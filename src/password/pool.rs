//! Character classes, generator flags and the character pools built from them.

use bitflags::bitflags;
use log::debug;

/// Lower case characters pool.
pub const POOL_LOWER_CASE: &str = "abcdefghjkmnpqrstuvwxyz";

/// Lower case look-alike characters.
pub const POOL_LOWER_CASE_CONFLICT: &str = "ilo";

/// Upper case characters pool.
pub const POOL_UPPER_CASE: &str = "ABCDEFGHJKLMNPQRSTUVWXYZ";

/// Upper case look-alike characters.
pub const POOL_UPPER_CASE_CONFLICT: &str = "OI";

/// Digits pool.
pub const POOL_DIGITS: &str = "23456789";

/// Digits look-alike characters.
pub const POOL_DIGITS_CONFLICT: &str = "10";

/// Special characters pool, space excluded.
pub const POOL_SPECIAL: &str = r#"~@#$%^&*()_-+=[]|\:;"'<>.?/"#;

/// Special look-alike characters.
pub const POOL_SPECIAL_CONFLICT: &str = "`{}!,";

/// Space character.
pub const POOL_SPACE: &str = " ";

bitflags! {
    /// Set of character classes used to build the pool.
    #[derive(Debug, Clone, Copy, PartialEq, Eq, Hash)]
    pub struct CharacterClass: u8 {
        const LOWER_LETTERS = 0x01;
        const UPPER_LETTERS = 0x02;
        const DIGITS = 0x04;
        /// Special characters except space.
        const SPECIAL_CHARACTERS = 0x08;
        const SPACE = 0x10;
        const ALL_LETTERS = Self::LOWER_LETTERS.bits() | Self::UPPER_LETTERS.bits();
        const ALPHA_NUMERIC = Self::ALL_LETTERS.bits() | Self::DIGITS.bits();
        const ALL = Self::ALPHA_NUMERIC.bits()
            | Self::SPECIAL_CHARACTERS.bits()
            | Self::SPACE.bits();
    }
}

impl Default for CharacterClass {
    fn default() -> Self {
        Self::ALL
    }
}

bitflags! {
    /// Modifiers applied while generating a password.
    #[derive(Debug, Clone, Copy, PartialEq, Eq, Hash)]
    pub struct GeneratorFlag: u8 {
        const NONE = 0x0;
        /// Leave the look-alike characters out of the pool.
        const EXCLUDE_LOOK_ALIKE = 0x1;
        /// Shuffle the pool before drawing characters.
        const SHUFFLE_CHARS = 0x2;
        /// Seal passwords produced by `generate_secure` as read only.
        const MAKE_READ_ONLY = 0x4;
    }
}

impl Default for GeneratorFlag {
    fn default() -> Self {
        Self::NONE
    }
}

/// Pool sections in the order they are appended.
const SECTIONS: [(CharacterClass, &str, &str); 5] = [
    (
        CharacterClass::UPPER_LETTERS,
        POOL_UPPER_CASE,
        POOL_UPPER_CASE_CONFLICT,
    ),
    (
        CharacterClass::LOWER_LETTERS,
        POOL_LOWER_CASE,
        POOL_LOWER_CASE_CONFLICT,
    ),
    (CharacterClass::DIGITS, POOL_DIGITS, POOL_DIGITS_CONFLICT),
    (
        CharacterClass::SPECIAL_CHARACTERS,
        POOL_SPECIAL,
        POOL_SPECIAL_CONFLICT,
    ),
    (CharacterClass::SPACE, POOL_SPACE, ""),
];

/// Builds the characters pool for the given classes.
///
/// Classes are appended in a fixed order: upper letters, lower letters,
/// digits, special characters and space. Unless
/// [`GeneratorFlag::EXCLUDE_LOOK_ALIKE`] is set, the look-alike characters of
/// a class follow its base characters directly.
///
/// # Examples
///
/// ```
/// use candy_rs::password::{build_pool, CharacterClass, GeneratorFlag};
///
/// let pool = build_pool(CharacterClass::DIGITS, GeneratorFlag::NONE);
/// assert_eq!(pool.iter().collect::<String>(), "2345678910");
///
/// let pool = build_pool(CharacterClass::DIGITS, GeneratorFlag::EXCLUDE_LOOK_ALIKE);
/// assert_eq!(pool.iter().collect::<String>(), "23456789");
/// ```
pub fn build_pool(classes: CharacterClass, flags: GeneratorFlag) -> Vec<char> {
    let include_look_alike = !flags.contains(GeneratorFlag::EXCLUDE_LOOK_ALIKE);
    let mut chars: Vec<char> = Vec::with_capacity(96);

    for (class, base, conflict) in SECTIONS {
        if !classes.contains(class) {
            continue;
        }
        chars.extend(base.chars());
        if include_look_alike {
            chars.extend(conflict.chars());
        }
    }

    debug!(
        "Built characters pool of {} chars (classes: {:#04x}, flags: {:#04x})",
        chars.len(),
        classes.bits(),
        flags.bits()
    );

    chars
}

/// Returns `true` when `c` belongs to the special pool or its look-alikes.
pub(crate) fn is_special(c: char) -> bool {
    POOL_SPECIAL.contains(c) || POOL_SPECIAL_CONFLICT.contains(c)
}

#[cfg(test)]
mod tests {
    use super::*;

    fn pool_string(classes: CharacterClass, flags: GeneratorFlag) -> String {
        build_pool(classes, flags).into_iter().collect()
    }

    #[test]
    fn should_append_classes_in_fixed_order() {
        let pool = pool_string(CharacterClass::ALPHA_NUMERIC, GeneratorFlag::NONE);
        let expected = format!(
            "{}{}{}{}{}{}",
            POOL_UPPER_CASE,
            POOL_UPPER_CASE_CONFLICT,
            POOL_LOWER_CASE,
            POOL_LOWER_CASE_CONFLICT,
            POOL_DIGITS,
            POOL_DIGITS_CONFLICT
        );
        assert_eq!(pool, expected);
    }

    #[test]
    fn should_exclude_look_alike_characters() {
        let pool = pool_string(CharacterClass::ALL, GeneratorFlag::EXCLUDE_LOOK_ALIKE);
        for c in "iloOI10`{}!,".chars() {
            assert!(!pool.contains(c), "unexpected look-alike {c:?}");
        }
        assert_eq!(pool.chars().count(), 24 + 23 + 8 + 27 + 1);
    }

    #[test]
    fn all_classes_should_produce_full_pool() {
        let pool = build_pool(CharacterClass::ALL, GeneratorFlag::NONE);
        assert_eq!(pool.len(), 26 + 26 + 10 + 32 + 1);
        assert_eq!(pool.last(), Some(&' '));
    }

    #[test]
    fn space_should_not_imply_other_classes() {
        let pool = pool_string(CharacterClass::SPACE, GeneratorFlag::NONE);
        assert_eq!(pool, " ");
    }

    #[test]
    fn empty_classes_should_produce_empty_pool() {
        assert!(build_pool(CharacterClass::empty(), GeneratorFlag::NONE).is_empty());
    }

    #[test]
    fn flag_sets_should_combine() {
        let mut flags = GeneratorFlag::SHUFFLE_CHARS;
        flags |= GeneratorFlag::MAKE_READ_ONLY;
        assert!(flags.contains(GeneratorFlag::SHUFFLE_CHARS));
        assert!(flags.contains(GeneratorFlag::MAKE_READ_ONLY));
        assert!(!flags.contains(GeneratorFlag::EXCLUDE_LOOK_ALIKE));
        assert!(GeneratorFlag::default().is_empty());
        assert_eq!(CharacterClass::default(), CharacterClass::ALL);
        assert!(CharacterClass::ALL.contains(CharacterClass::ALL_LETTERS));
    }

    #[test]
    fn space_bit_should_not_overlap_other_classes() {
        assert_eq!(CharacterClass::SPACE.bits(), 0x10);
        assert!(!CharacterClass::SPACE.intersects(CharacterClass::ALPHA_NUMERIC));
        assert!(!CharacterClass::SPACE.intersects(CharacterClass::SPECIAL_CHARACTERS));
        assert_eq!(CharacterClass::ALL.bits(), 0x1f);

        let mut classes = CharacterClass::empty();
        classes |= CharacterClass::SPACE;
        assert_eq!(classes, CharacterClass::SPACE);
        assert!(!classes.contains(CharacterClass::UPPER_LETTERS));
    }

    #[test]
    fn is_special_should_cover_conflict_pool() {
        assert!(is_special('_'));
        assert!(is_special('!'));
        assert!(!is_special('a'));
        assert!(!is_special(' '));
    }
}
**********
GOAL OF THE EXERCISE:
Take the stretch of lines above from the one containing "pub const POOL_DIGITS: &str" through the one containing "generating a password." and repeat it exactly, adding no other line.

RESULT OF THIS EXERCISE:
pub const POOL_DIGITS: &str = "23456789";

/// Digits look-alike characters.
pub const POOL_DIGITS_CONFLICT: &str = "10";

/// Special characters pool, space excluded.
pub const POOL_SPECIAL: &str = r#"~@#$%^&*()_-+=[]|\:;"'<>.?/"#;

/// Special look-alike characters.
pub const POOL_SPECIAL_CONFLICT: &str = "`{}!,";

/// Space character.
pub const POOL_SPACE: &str = " ";

bitflags! {
    /// Set of character classes used to build the pool.
    #[derive(Debug, Clone, Copy, PartialEq, Eq, Hash)]
    pub struct CharacterClass: u8 {
        const LOWER_LETTERS = 0x01;
        const UPPER_LETTERS = 0x02;
        const DIGITS = 0x04;
        /// Special characters except space.
        const SPECIAL_CHARACTERS = 0x08;
        const SPACE = 0x10;
        const ALL_LETTERS = Self::LOWER_LETTERS.bits() | Self::UPPER_LETTERS.bits();
        const ALPHA_NUMERIC = Self::ALL_LETTERS.bits() | Self::DIGITS.bits();
        const ALL = Self::ALPHA_NUMERIC.bits()
            | Self::SPECIAL_CHARACTERS.bits()
            | Self::SPACE.bits();
    }
}

impl Default for CharacterClass {
    fn default() -> Self {
        Self::ALL
    }
}

bitflags! {
    /// Modifiers applied while generating a password.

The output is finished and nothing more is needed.